(Reuters) - The
gunman who killed a soldier in Ottawa and then raced through Canada's
parliament before being shot dead was a misfit and perhaps mentally ill,
according to police, friends and family, while his troubled and
transient past included robbery and drug offenses. Michael Zehaf-Bibeau,
32, a Canadian citizen and convert to Islam, was identified by police on
Thursday as the attacker in the incident that rocked Canada. "(He)

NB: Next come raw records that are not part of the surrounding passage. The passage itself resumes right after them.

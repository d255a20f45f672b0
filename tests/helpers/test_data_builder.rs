// ==========================================
// 测试数据构建器 - 用于集成测试
// ==========================================
#![allow(dead_code)]

use chrono::NaiveDate;
use rolling_schedule_validator::domain::order::{Order, OrderCatalog};
use rolling_schedule_validator::domain::types::{Composition, ProductType};
use serde_json::{json, Value};
use std::io::Write;
use tempfile::NamedTempFile;

/// 标准产线全集
pub const ALL_LINES: [&str; 9] = ["A1", "A2", "A3", "B1", "B2", "B3", "B4", "B5", "C1"];

// ==========================================
// OrderRow 构建器
// ==========================================

pub struct OrderRow {
    order_code: String,
    product_code: String,
    material: String,
    composition: String,
    product_type: String,
    width: u32,
    not_before: String,
    not_after: String,
    quantity: u64,
}

impl OrderRow {
    pub fn new(order_code: &str, product_code: &str) -> Self {
        Self {
            order_code: order_code.to_string(),
            product_code: product_code.to_string(),
            material: "CS".to_string(),
            composition: "8%".to_string(),
            product_type: "plate".to_string(),
            width: 1200,
            not_before: "2019-07-01T00:00:00".to_string(),
            not_after: "2019-12-31T00:00:00".to_string(),
            quantity: 2000,
        }
    }

    pub fn material(mut self, material: &str) -> Self {
        self.material = material.to_string();
        self
    }

    pub fn composition(mut self, composition: &str) -> Self {
        self.composition = composition.to_string();
        self
    }

    pub fn product_type(mut self, product_type: &str) -> Self {
        self.product_type = product_type.to_string();
        self
    }

    pub fn width(mut self, width: u32) -> Self {
        self.width = width;
        self
    }

    pub fn window(mut self, not_before: &str, not_after: &str) -> Self {
        self.not_before = not_before.to_string();
        self.not_after = not_after.to_string();
        self
    }

    pub fn quantity(mut self, quantity: u64) -> Self {
        self.quantity = quantity;
        self
    }

    fn to_csv_line(&self) -> String {
        format!(
            "{},{},{},{},{},{},{},{},{}",
            self.order_code,
            self.product_code,
            self.material,
            self.composition,
            self.product_type,
            self.width,
            self.not_before,
            self.not_after,
            self.quantity
        )
    }

    fn to_order(&self) -> Order {
        let date = |s: &str| {
            let part = s.split('T').next().unwrap();
            NaiveDate::parse_from_str(part, "%Y-%m-%d").unwrap()
        };
        Order {
            order_code: self.order_code.clone(),
            product_code: self.product_code.clone(),
            material: self.material.clone(),
            composition: Composition::from_label(&self.composition).unwrap(),
            product_type: ProductType::from_code(&self.product_type).unwrap(),
            width: self.width,
            not_before: date(&self.not_before),
            not_after: date(&self.not_after),
            quantity: self.quantity,
        }
    }
}

/// 写出目录 CSV 临时文件
pub fn write_catalog_csv(rows: &[OrderRow]) -> NamedTempFile {
    let mut file = tempfile::Builder::new().suffix(".csv").tempfile().unwrap();
    writeln!(
        file,
        "order_code,product_code,material,composition,type,width,not_before,not_after,quantity"
    )
    .unwrap();
    for row in rows {
        writeln!(file, "{}", row.to_csv_line()).unwrap();
    }
    file.flush().unwrap();
    file
}

/// 由同一批行构建内存目录 (与 CSV 内容一致)
pub fn catalog_from(rows: &[OrderRow]) -> OrderCatalog {
    OrderCatalog::new(rows.iter().map(OrderRow::to_order).collect())
}

// ==========================================
// 排程项构建
// ==========================================

pub fn prod_entry(order_code: &str, product_code: &str, hours: u32, mfg_width: u32) -> Value {
    json!({
        "order_code": order_code,
        "product_code": product_code,
        "hours": hours,
        "mfg_width": mfg_width,
    })
}

pub fn tune_entry(code: &str, hours: u32) -> Value {
    json!({
        "order_code": code,
        "product_code": code,
        "hours": hours,
        "mfg_width": 0,
    })
}

pub fn stop_entry(hours: u32) -> Value {
    json!({
        "order_code": "stop",
        "product_code": "stop",
        "hours": hours,
        "mfg_width": 0,
    })
}

// ==========================================
// SubmissionBuilder 构建器
// ==========================================
// 按调用顺序生成日期键; 未覆盖的产线整日停机

pub struct SubmissionBuilder {
    days: Vec<(String, Vec<(String, Value)>)>,
}

impl SubmissionBuilder {
    pub fn new() -> Self {
        Self { days: Vec::new() }
    }

    /// 追加一个完整排程日 (9 条产线, overrides 之外整日停机)
    pub fn full_day(mut self, date: &str, overrides: &[(&str, Value)]) -> Self {
        let mut lines = Vec::new();
        for line in ALL_LINES {
            let value = overrides
                .iter()
                .find(|(l, _)| *l == line)
                .map(|(_, v)| v.clone())
                .unwrap_or_else(|| json!([stop_entry(24)]));
            lines.push((line.to_string(), value));
        }
        self.days.push((date.to_string(), lines));
        self
    }

    /// 追加一个自定义排程日 (仅给定产线)
    pub fn partial_day(mut self, date: &str, lines: &[(&str, Value)]) -> Self {
        self.days.push((
            date.to_string(),
            lines
                .iter()
                .map(|(l, v)| (l.to_string(), v.clone()))
                .collect(),
        ));
        self
    }

    pub fn build(&self) -> Value {
        let mut top = serde_json::Map::new();
        for (date, lines) in &self.days {
            let mut day = serde_json::Map::new();
            for (line, value) in lines {
                day.insert(line.clone(), value.clone());
            }
            top.insert(date.clone(), Value::Object(day));
        }
        Value::Object(top)
    }

    /// 写出提交 JSON 临时文件
    pub fn write_json(&self) -> NamedTempFile {
        let mut file = tempfile::Builder::new().suffix(".json").tempfile().unwrap();
        write!(file, "{}", serde_json::to_string_pretty(&self.build()).unwrap()).unwrap();
        file.flush().unwrap();
        file
    }
}

impl Default for SubmissionBuilder {
    fn default() -> Self {
        Self::new()
    }
}
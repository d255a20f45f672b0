// ==========================================
// 轧线排程校验系统 - 排程提交文件载入
// ==========================================
// 格式: JSON (日期 → 产线 → 排程项序列)
// 红线: 仅做结构最小解释, 条目级错误留给引擎按位置报出
// ==========================================

use crate::domain::schedule::SubmissionDoc;
use crate::importer::error::{ImportError, ImportResult};
use serde_json::Value;
use std::path::Path;

/// 载入排程提交文件
///
/// # 返回
/// - Ok(SubmissionDoc): 顶层为 JSON 对象, 键顺序保持文档顺序
/// - Err(ImportError): 文件不可读或非法 JSON
pub fn load_submission<P: AsRef<Path>>(path: P) -> ImportResult<SubmissionDoc> {
    let path = path.as_ref();
    if !path.exists() {
        return Err(ImportError::FileNotFound(path.display().to_string()));
    }

    let raw = std::fs::read_to_string(path)?;
    let value: Value = serde_json::from_str(&raw)?;

    let doc = SubmissionDoc::from_value(value)
        .map_err(|msg| ImportError::JsonParseError(format!("提交文件结构错误: {}", msg)))?;

    tracing::info!("排程提交文件载入完成: {} 个排程日", doc.len());
    Ok(doc)
}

was lost and did not fit in. I his mother spoke with him last week over
lunch, I had not seen him for over five years before that," a woman who
identified herself as Zehaf-Bibeau's mother said in a statement
provided to the Associated Press. Police
said Zehaf-Bibeau shot and killed a soldier stationed at the National
War Memorial in Ottawa on Wednesday before running into the nearby
parliament buildings, where he was shot and killed by guards in a flurry
of gunfire. "He is an
interesting individual in the sense he had a very developed criminality
... a non-national-security related criminality of violence and of
drugs and of mental instability," Royal Canadian Mounted Police
Commissioner Bob Paulson told a news conference on Thursday. He
said Zehaf-Bibeau had applied for a passport to travel and wanted to go
to Syria, but the passport application was delayed, which likely helped
motivate the attack. "I
think the passport figured prominently in his motives and his - you know
I'm not inside his head - but I think it was central to what was
driving him," Paulson said. Paulson also said emails suggested he had associations with people who had shared his radical views. U.S.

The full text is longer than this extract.